> [EXERCISE INSTRUCTIONS] The answer must be every entry, given again word for word.

> [DATA EXCERPTS]
[Start of section]

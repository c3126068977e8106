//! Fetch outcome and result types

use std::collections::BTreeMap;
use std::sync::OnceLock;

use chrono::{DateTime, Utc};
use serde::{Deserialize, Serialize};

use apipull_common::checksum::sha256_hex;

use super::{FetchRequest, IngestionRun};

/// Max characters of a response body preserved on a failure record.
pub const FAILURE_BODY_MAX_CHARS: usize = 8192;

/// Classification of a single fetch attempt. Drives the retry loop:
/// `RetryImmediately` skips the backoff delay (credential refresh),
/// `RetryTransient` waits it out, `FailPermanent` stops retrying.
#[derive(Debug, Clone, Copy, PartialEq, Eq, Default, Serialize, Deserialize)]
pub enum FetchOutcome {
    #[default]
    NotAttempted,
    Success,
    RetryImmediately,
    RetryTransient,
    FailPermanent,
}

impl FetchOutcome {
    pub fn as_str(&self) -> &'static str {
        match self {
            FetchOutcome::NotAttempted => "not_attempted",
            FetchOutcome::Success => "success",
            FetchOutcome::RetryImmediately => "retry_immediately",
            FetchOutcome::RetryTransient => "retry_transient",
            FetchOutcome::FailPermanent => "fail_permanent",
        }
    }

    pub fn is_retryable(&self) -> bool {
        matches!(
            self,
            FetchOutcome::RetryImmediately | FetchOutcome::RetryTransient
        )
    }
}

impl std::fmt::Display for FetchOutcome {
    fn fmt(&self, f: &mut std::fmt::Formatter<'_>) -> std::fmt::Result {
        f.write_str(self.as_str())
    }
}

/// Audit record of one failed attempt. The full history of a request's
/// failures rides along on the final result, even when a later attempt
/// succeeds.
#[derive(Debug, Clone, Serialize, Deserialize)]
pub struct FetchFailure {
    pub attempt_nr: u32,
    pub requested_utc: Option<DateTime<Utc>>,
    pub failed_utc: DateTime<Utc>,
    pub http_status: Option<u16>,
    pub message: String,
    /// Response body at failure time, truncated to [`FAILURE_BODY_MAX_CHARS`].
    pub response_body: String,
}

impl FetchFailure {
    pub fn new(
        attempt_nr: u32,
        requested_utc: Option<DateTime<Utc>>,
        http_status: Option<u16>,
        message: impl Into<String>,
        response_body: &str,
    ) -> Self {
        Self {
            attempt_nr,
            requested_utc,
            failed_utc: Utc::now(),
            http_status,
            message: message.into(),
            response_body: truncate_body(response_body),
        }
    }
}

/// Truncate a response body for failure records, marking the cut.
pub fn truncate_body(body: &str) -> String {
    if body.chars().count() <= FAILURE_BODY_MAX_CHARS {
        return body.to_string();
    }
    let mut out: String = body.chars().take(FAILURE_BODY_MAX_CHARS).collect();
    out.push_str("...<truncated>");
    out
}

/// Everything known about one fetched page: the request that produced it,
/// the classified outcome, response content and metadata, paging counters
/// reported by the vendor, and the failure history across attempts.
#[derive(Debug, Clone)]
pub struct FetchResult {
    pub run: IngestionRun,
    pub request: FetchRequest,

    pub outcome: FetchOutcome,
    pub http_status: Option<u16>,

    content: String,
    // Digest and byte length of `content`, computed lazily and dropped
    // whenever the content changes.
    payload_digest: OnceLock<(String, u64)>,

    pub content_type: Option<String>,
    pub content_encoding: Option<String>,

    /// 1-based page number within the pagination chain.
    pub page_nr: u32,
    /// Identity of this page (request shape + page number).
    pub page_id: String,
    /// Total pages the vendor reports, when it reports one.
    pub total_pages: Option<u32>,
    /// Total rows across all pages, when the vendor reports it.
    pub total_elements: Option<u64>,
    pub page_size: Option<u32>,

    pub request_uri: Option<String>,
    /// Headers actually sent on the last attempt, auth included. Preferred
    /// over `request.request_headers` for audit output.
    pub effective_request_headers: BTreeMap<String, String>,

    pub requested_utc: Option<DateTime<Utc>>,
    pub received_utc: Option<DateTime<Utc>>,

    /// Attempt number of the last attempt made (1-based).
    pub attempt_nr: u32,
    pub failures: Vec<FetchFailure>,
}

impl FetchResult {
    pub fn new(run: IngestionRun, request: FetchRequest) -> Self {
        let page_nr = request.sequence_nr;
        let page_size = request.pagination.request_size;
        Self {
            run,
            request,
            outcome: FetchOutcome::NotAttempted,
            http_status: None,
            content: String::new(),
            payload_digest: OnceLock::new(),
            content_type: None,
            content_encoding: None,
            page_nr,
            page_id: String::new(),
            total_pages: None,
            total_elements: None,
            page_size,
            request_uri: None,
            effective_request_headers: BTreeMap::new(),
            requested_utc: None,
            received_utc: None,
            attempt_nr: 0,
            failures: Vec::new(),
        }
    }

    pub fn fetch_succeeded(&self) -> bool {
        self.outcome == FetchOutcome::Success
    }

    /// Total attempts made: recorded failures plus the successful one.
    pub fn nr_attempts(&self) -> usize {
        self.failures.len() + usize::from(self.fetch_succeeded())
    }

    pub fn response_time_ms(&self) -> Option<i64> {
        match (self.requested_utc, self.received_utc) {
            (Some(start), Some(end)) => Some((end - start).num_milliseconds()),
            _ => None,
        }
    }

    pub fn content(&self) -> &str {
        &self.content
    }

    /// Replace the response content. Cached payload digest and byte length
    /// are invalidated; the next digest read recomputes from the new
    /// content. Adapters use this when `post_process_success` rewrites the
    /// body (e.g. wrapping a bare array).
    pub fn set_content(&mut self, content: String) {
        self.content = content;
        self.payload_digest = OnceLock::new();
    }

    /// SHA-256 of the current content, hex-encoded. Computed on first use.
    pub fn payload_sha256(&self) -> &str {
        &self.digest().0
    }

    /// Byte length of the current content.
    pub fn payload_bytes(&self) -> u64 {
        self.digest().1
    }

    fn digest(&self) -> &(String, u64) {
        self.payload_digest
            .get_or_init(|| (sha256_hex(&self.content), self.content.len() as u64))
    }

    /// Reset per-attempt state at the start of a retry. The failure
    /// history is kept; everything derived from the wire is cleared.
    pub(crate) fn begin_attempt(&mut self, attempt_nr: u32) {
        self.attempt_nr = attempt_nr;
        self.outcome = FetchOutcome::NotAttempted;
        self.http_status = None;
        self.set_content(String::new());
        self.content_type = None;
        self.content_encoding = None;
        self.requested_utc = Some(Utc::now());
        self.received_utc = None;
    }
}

[End of section]

> [SOLUTION]
repository c3126068977e8106
//! Fetch outcome and result types

use std::collections::BTreeMap;
use std::sync::OnceLock;

use chrono::{DateTime, Utc};
use serde::{Deserialize, Serialize};

use apipull_common::checksum::sha256_hex;

use super::{FetchRequest, IngestionRun};

/// Max characters of a response body preserved on a failure record.
pub const FAILURE_BODY_MAX_CHARS: usize = 8192;

/// Classification of a single fetch attempt. Drives the retry loop:
/// `RetryImmediately` skips the backoff delay (credential refresh),
/// `RetryTransient` waits it out, `FailPermanent` stops retrying.
#[derive(Debug, Clone, Copy, PartialEq, Eq, Default, Serialize, Deserialize)]
pub enum FetchOutcome {
    #[default]
    NotAttempted,
    Success,
    RetryImmediately,
    RetryTransient,
    FailPermanent,
}

impl FetchOutcome {
    pub fn as_str(&self) -> &'static str {
        match self {
            FetchOutcome::NotAttempted => "not_attempted",
            FetchOutcome::Success => "success",
            FetchOutcome::RetryImmediately => "retry_immediately",
            FetchOutcome::RetryTransient => "retry_transient",
            FetchOutcome::FailPermanent => "fail_permanent",
        }
    }

    pub fn is_retryable(&self) -> bool {
        matches!(
            self,
            FetchOutcome::RetryImmediately | FetchOutcome::RetryTransient
        )
    }
}

impl std::fmt::Display for FetchOutcome {
    fn fmt(&self, f: &mut std::fmt::Formatter<'_>) -> std::fmt::Result {
        f.write_str(self.as_str())
    }
}

/// Audit record of one failed attempt. The full history of a request's
/// failures rides along on the final result, even when a later attempt
/// succeeds.
#[derive(Debug, Clone, Serialize, Deserialize)]
pub struct FetchFailure {
    pub attempt_nr: u32,
    pub requested_utc: Option<DateTime<Utc>>,
    pub failed_utc: DateTime<Utc>,
    pub http_status: Option<u16>,
    pub message: String,
    /// Response body at failure time, truncated to [`FAILURE_BODY_MAX_CHARS`].
    pub response_body: String,
}

impl FetchFailure {
    pub fn new(
        attempt_nr: u32,
        requested_utc: Option<DateTime<Utc>>,
        http_status: Option<u16>,
        message: impl Into<String>,
        response_body: &str,
    ) -> Self {
        Self {
            attempt_nr,
            requested_utc,
            failed_utc: Utc::now(),
            http_status,
            message: message.into(),
            response_body: truncate_body(response_body),
        }
    }
}

/// Truncate a response body for failure records, marking the cut.
pub fn truncate_body(body: &str) -> String {
    if body.chars().count() <= FAILURE_BODY_MAX_CHARS {
        return body.to_string();
    }
    let mut out: String = body.chars().take(FAILURE_BODY_MAX_CHARS).collect();
    out.push_str("...<truncated>");
    out
}

/// Everything known about one fetched page: the request that produced it,
/// the classified outcome, response content and metadata, paging counters
/// reported by the vendor, and the failure history across attempts.
#[derive(Debug, Clone)]
pub struct FetchResult {
    pub run: IngestionRun,
    pub request: FetchRequest,

    pub outcome: FetchOutcome,
    pub http_status: Option<u16>,

    content: String,
    // Digest and byte length of `content`, computed lazily and dropped
    // whenever the content changes.
    payload_digest: OnceLock<(String, u64)>,

    pub content_type: Option<String>,
    pub content_encoding: Option<String>,

    /// 1-based page number within the pagination chain.
    pub page_nr: u32,
    /// Identity of this page (request shape + page number).
    pub page_id: String,
    /// Total pages the vendor reports, when it reports one.
    pub total_pages: Option<u32>,
    /// Total rows across all pages, when the vendor reports it.
    pub total_elements: Option<u64>,
    pub page_size: Option<u32>,

    pub request_uri: Option<String>,
    /// Headers actually sent on the last attempt, auth included. Preferred
    /// over `request.request_headers` for audit output.
    pub effective_request_headers: BTreeMap<String, String>,

    pub requested_utc: Option<DateTime<Utc>>,
    pub received_utc: Option<DateTime<Utc>>,

    /// Attempt number of the last attempt made (1-based).
    pub attempt_nr: u32,
    pub failures: Vec<FetchFailure>,
}

impl FetchResult {
    pub fn new(run: IngestionRun, request: FetchRequest) -> Self {
        let page_nr = request.sequence_nr;
        let page_size = request.pagination.request_size;
        Self {
            run,
            request,
            outcome: FetchOutcome::NotAttempted,
            http_status: None,
            content: String::new(),
            payload_digest: OnceLock::new(),
            content_type: None,
            content_encoding: None,
            page_nr,
            page_id: String::new(),
            total_pages: None,
            total_elements: None,
            page_size,
            request_uri: None,
            effective_request_headers: BTreeMap::new(),
            requested_utc: None,
            received_utc: None,
            attempt_nr: 0,
            failures: Vec::new(),
        }
    }

    pub fn fetch_succeeded(&self) -> bool {
        self.outcome == FetchOutcome::Success
    }

    /// Total attempts made: recorded failures plus the successful one.
    pub fn nr_attempts(&self) -> usize {
        self.failures.len() + usize::from(self.fetch_succeeded())
    }

    pub fn response_time_ms(&self) -> Option<i64> {
        match (self.requested_utc, self.received_utc) {
            (Some(start), Some(end)) => Some((end - start).num_milliseconds()),
            _ => None,
        }
    }

    pub fn content(&self) -> &str {
        &self.content
    }

    /// Replace the response content. Cached payload digest and byte length
    /// are invalidated; the next digest read recomputes from the new
    /// content. Adapters use this when `post_process_success` rewrites the
    /// body (e.g. wrapping a bare array).
    pub fn set_content(&mut self, content: String) {
        self.content = content;
        self.payload_digest = OnceLock::new();
    }

    /// SHA-256 of the current content, hex-encoded. Computed on first use.
    pub fn payload_sha256(&self) -> &str {
        &self.digest().0
    }

    /// Byte length of the current content.
    pub fn payload_bytes(&self) -> u64 {
        self.digest().1
    }

    fn digest(&self) -> &(String, u64) {
        self.payload_digest
            .get_or_init(|| (sha256_hex(&self.content), self.content.len() as u64))
    }

    /// Reset per-attempt state at the start of a retry. The failure
    /// history is kept; everything derived from the wire is cleared.
    pub(crate) fn begin_attempt(&mut self, attempt_nr: u32) {
        self.attempt_nr = attempt_nr;
        self.outcome = FetchOutcome::NotAttempted;
        self.http_status = None;
        self.set_content(String::new());
        self.content_type = None;
        self.content_encoding = None;
        self.requested_utc = Some(Utc::now());
        self.received_utc = None;
    }
}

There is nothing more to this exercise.